■ **TASK DIRECTIONS**: Check each line below for the word "push". How many have it? Answer with the number only.

::::

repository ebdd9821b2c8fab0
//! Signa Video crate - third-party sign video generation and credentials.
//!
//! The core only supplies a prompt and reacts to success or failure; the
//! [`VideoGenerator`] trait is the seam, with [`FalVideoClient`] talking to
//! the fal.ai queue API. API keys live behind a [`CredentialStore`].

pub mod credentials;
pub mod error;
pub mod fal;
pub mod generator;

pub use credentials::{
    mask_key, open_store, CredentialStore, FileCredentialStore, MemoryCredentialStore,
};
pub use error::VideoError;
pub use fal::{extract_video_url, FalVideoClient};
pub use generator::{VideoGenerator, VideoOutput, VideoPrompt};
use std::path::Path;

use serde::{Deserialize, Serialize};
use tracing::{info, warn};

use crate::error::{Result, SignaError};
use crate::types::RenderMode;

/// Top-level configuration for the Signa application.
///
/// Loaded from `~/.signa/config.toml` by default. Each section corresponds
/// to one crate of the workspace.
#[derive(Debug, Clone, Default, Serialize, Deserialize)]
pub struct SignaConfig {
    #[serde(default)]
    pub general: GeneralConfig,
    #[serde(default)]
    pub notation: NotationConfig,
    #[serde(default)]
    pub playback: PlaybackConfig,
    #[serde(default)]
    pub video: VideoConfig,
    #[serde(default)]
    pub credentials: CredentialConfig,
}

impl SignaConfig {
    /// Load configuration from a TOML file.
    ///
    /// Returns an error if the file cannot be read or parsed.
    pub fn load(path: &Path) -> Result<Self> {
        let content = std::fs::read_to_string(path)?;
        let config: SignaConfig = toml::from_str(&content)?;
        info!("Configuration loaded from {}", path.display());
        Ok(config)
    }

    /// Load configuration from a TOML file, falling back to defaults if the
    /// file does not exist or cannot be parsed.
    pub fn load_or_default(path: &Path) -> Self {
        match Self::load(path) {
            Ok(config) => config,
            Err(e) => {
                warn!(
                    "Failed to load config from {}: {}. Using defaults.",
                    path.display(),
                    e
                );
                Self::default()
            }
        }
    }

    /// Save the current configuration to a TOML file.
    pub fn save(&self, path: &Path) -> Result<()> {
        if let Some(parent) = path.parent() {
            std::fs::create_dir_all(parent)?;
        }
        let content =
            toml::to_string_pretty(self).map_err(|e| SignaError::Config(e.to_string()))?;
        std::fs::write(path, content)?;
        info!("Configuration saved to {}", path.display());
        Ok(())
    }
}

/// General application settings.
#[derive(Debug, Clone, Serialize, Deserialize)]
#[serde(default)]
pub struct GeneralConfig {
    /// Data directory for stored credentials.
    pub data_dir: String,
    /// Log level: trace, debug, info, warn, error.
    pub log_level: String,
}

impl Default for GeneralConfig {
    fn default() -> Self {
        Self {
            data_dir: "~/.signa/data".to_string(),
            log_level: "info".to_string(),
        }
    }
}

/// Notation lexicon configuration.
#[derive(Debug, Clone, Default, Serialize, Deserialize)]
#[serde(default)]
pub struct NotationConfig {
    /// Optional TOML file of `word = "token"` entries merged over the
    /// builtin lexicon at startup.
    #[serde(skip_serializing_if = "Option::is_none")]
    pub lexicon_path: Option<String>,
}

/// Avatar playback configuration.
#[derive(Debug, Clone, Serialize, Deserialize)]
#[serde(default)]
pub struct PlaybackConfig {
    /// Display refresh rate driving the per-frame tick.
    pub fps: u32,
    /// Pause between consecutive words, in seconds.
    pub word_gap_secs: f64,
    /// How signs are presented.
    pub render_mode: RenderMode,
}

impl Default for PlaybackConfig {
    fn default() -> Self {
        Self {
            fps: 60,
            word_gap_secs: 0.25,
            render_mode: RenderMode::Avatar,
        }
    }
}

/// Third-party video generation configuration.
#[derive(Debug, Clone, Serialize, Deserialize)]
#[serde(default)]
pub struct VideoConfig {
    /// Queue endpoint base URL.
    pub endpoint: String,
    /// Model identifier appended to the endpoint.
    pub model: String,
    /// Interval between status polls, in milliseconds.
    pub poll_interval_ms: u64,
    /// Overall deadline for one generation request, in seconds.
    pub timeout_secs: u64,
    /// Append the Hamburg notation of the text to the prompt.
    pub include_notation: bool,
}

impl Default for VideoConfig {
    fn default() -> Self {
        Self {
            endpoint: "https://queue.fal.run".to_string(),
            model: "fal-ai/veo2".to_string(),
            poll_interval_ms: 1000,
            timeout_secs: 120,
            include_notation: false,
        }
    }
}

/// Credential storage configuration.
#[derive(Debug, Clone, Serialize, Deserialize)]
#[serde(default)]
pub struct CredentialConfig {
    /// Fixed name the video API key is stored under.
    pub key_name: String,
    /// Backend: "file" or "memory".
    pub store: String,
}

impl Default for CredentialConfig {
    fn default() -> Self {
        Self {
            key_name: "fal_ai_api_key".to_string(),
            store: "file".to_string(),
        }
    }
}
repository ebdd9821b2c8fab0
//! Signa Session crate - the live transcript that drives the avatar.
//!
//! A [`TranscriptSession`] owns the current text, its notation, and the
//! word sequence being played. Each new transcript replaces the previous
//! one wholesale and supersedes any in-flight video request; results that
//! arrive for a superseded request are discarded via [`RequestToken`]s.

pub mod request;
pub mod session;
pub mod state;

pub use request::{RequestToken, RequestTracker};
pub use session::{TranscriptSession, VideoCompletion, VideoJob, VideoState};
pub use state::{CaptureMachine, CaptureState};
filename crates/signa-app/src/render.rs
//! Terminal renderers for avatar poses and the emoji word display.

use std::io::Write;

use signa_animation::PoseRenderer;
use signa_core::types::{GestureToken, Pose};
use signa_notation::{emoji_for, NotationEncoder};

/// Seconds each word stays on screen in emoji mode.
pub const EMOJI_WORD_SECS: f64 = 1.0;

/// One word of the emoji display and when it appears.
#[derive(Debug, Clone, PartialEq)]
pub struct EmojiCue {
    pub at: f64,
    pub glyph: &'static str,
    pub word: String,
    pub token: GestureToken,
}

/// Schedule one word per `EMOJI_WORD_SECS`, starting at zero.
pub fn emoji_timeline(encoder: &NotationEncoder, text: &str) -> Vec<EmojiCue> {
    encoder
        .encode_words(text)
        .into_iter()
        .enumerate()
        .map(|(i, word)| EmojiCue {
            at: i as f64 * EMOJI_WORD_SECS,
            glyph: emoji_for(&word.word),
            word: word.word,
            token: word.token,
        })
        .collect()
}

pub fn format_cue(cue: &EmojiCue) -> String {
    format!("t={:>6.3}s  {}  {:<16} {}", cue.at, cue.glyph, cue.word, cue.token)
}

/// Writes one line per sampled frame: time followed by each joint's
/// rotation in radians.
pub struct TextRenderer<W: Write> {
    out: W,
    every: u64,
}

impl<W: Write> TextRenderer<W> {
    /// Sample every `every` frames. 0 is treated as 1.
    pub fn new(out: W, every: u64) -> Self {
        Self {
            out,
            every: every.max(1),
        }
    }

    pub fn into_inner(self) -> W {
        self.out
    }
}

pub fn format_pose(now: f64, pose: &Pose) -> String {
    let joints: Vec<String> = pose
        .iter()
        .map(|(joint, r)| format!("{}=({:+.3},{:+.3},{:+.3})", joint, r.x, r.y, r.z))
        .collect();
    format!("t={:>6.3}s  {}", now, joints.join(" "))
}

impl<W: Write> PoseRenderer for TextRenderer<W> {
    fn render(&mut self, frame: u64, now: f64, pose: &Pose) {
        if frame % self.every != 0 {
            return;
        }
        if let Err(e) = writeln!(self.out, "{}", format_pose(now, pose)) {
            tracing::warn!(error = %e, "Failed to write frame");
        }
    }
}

::::

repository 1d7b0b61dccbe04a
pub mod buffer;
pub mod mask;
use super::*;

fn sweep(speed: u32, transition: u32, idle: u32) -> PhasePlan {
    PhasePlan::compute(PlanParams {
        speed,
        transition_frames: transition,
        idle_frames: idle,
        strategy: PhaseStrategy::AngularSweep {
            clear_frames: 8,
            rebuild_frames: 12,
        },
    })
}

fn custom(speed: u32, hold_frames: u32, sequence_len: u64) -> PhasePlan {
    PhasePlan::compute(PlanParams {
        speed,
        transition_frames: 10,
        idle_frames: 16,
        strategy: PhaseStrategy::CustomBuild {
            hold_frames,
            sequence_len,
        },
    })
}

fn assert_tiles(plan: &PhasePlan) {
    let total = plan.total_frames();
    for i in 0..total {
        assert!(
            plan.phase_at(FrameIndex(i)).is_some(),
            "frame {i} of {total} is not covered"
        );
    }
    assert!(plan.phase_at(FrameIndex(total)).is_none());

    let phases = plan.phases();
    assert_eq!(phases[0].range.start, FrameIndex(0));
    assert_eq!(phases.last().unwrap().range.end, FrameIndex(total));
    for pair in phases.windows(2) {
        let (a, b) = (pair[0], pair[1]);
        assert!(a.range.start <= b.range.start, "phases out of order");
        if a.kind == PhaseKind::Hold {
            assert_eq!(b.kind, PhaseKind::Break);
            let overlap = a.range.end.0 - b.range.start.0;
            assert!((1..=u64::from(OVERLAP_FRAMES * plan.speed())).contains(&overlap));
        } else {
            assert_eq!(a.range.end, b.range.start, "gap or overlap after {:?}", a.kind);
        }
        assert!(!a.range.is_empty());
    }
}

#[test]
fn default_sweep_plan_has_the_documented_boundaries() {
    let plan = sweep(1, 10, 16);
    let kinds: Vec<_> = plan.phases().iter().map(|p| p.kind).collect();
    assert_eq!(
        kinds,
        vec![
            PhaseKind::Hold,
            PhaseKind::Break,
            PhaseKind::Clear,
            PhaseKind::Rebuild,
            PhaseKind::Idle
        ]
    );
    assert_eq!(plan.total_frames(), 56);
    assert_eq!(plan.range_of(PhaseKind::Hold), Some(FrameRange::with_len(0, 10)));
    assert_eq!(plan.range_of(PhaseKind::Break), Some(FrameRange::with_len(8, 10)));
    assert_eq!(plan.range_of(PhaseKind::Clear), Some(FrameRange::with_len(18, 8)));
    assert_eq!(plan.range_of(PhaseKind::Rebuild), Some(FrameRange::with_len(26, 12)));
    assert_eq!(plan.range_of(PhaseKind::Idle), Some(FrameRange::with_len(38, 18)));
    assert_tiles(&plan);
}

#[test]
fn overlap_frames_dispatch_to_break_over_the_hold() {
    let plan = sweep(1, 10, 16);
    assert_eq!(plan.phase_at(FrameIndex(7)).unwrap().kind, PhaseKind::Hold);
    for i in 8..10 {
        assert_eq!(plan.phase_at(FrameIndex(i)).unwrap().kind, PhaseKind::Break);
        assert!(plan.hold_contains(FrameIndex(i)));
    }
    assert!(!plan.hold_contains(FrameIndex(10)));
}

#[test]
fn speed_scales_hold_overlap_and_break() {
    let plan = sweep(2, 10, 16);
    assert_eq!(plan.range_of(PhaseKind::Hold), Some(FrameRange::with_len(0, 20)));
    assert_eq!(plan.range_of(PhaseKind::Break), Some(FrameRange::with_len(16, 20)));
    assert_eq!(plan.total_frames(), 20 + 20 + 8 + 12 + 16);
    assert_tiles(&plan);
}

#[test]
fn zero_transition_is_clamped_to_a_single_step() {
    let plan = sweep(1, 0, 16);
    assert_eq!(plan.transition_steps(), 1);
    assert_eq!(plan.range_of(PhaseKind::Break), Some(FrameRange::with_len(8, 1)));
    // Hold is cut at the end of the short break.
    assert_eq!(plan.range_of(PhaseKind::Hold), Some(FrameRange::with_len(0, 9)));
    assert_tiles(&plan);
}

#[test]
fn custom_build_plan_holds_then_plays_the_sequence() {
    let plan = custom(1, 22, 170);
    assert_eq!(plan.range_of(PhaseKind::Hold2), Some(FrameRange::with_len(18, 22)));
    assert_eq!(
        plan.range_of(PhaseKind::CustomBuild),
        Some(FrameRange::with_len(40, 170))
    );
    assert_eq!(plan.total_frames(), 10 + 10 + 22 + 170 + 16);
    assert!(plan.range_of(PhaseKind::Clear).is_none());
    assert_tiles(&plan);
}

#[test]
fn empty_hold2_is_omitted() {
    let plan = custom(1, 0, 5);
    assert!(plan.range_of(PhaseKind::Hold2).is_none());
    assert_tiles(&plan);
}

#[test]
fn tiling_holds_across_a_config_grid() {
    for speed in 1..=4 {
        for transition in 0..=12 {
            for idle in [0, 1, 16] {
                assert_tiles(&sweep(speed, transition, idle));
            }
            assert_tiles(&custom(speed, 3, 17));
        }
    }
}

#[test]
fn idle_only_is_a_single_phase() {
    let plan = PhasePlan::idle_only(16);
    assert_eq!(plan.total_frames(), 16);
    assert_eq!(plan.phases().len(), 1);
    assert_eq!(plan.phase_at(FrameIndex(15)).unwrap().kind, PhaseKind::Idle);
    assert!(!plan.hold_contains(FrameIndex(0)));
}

::::

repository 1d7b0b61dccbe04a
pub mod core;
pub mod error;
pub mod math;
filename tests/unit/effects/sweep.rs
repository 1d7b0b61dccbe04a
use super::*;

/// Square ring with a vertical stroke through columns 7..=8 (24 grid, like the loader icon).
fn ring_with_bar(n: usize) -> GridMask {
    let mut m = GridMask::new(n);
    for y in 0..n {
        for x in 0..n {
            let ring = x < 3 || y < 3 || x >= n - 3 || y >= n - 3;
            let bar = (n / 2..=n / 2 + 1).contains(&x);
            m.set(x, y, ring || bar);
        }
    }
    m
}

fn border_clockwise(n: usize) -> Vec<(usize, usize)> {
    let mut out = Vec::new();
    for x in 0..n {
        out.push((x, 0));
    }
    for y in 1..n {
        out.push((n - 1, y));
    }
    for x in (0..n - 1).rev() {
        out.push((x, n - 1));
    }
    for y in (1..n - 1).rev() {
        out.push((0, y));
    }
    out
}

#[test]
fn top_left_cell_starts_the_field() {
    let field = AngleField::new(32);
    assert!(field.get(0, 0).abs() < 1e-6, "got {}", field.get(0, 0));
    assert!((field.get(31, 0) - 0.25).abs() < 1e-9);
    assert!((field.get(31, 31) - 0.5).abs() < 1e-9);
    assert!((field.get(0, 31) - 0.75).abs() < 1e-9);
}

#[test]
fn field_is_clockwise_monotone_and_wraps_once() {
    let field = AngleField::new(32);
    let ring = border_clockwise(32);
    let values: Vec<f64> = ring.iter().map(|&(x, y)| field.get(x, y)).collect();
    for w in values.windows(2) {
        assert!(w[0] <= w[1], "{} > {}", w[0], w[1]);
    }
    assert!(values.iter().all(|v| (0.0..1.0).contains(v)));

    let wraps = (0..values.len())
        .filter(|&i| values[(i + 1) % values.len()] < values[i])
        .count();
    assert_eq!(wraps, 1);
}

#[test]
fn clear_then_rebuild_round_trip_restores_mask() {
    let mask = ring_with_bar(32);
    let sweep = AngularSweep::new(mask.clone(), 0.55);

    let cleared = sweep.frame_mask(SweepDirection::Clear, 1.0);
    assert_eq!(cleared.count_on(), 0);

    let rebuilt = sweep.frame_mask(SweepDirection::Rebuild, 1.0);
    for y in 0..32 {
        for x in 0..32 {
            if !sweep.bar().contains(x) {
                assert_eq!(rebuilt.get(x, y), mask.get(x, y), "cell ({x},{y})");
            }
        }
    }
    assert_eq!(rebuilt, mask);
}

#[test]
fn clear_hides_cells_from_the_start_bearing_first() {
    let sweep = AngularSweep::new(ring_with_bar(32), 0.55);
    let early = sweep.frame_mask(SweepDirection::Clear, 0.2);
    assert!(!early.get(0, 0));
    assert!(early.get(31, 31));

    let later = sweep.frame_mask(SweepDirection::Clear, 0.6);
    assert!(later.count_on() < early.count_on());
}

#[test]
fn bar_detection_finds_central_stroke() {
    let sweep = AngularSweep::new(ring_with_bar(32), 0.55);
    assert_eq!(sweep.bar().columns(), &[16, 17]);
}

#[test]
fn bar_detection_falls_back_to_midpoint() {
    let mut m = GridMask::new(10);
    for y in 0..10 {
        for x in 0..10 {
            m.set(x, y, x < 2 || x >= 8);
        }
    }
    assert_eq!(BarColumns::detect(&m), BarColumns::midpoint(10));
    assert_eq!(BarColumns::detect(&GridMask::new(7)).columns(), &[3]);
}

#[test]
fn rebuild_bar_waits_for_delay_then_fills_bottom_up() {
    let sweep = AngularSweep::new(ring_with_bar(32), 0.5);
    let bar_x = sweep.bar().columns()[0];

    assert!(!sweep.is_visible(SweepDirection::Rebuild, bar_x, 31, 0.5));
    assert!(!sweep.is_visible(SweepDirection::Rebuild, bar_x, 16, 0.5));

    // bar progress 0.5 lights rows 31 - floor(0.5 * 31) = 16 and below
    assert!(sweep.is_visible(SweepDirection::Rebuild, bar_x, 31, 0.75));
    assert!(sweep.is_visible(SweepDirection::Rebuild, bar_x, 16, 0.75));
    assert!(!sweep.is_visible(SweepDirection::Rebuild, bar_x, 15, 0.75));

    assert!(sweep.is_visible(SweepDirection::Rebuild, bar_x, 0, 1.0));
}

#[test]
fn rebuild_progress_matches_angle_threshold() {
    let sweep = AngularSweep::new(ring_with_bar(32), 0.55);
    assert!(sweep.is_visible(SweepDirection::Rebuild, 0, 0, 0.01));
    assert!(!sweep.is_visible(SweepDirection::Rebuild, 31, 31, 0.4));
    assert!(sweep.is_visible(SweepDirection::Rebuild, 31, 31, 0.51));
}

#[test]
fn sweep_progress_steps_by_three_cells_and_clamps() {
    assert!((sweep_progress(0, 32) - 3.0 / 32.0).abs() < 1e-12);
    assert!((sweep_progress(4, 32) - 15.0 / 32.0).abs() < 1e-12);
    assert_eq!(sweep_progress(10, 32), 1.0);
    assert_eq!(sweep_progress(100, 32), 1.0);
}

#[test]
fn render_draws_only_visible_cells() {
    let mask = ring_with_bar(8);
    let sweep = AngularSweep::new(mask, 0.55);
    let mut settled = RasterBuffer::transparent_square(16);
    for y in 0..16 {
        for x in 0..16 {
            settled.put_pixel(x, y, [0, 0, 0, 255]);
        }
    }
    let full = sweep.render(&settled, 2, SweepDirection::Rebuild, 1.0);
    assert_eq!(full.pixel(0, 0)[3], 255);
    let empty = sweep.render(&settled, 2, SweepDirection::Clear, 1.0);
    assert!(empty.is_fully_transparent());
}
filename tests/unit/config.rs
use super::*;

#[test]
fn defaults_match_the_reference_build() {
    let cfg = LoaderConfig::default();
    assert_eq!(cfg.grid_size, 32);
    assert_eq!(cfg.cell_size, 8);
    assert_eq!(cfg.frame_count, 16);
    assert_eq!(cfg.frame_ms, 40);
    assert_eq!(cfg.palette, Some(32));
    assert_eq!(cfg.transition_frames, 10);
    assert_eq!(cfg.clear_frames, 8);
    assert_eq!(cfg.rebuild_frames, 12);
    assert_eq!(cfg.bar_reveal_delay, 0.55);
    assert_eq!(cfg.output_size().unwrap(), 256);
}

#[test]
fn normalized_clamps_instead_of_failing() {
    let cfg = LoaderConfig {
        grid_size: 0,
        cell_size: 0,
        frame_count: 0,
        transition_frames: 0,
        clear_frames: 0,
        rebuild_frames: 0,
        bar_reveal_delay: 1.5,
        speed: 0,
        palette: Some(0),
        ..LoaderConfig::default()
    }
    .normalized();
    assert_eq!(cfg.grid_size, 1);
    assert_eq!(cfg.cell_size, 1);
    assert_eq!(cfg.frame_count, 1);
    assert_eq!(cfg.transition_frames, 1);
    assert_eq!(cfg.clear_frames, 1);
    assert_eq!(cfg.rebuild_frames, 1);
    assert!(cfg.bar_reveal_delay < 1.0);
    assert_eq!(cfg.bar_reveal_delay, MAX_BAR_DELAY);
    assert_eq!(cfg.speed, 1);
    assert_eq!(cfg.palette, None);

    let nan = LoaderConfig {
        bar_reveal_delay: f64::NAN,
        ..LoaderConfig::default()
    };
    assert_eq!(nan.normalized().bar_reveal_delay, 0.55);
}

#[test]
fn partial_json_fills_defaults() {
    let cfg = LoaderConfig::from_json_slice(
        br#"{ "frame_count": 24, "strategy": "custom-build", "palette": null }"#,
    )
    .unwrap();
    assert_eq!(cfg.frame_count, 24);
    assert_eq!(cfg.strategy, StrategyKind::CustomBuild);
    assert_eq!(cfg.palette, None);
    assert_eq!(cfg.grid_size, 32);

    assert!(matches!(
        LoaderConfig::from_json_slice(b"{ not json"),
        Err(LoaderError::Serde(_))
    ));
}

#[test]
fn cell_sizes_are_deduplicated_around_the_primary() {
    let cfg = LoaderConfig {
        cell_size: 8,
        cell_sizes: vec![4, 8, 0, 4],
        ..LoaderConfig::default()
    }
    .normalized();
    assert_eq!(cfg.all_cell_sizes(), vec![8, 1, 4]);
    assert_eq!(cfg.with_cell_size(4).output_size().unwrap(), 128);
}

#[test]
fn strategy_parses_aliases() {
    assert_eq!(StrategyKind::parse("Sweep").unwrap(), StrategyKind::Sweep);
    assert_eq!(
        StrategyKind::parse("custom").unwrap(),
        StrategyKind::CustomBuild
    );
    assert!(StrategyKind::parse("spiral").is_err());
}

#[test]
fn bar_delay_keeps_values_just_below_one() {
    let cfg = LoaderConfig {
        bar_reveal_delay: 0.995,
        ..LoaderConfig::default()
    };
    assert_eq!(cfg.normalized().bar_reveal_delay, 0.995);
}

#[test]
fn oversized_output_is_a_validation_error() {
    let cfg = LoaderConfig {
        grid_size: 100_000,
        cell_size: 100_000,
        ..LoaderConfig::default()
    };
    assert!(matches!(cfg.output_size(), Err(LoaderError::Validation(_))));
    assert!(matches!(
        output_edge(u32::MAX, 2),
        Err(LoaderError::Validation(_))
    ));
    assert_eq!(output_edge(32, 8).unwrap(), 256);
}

::::

■ **WRITTEN REPLY**: 4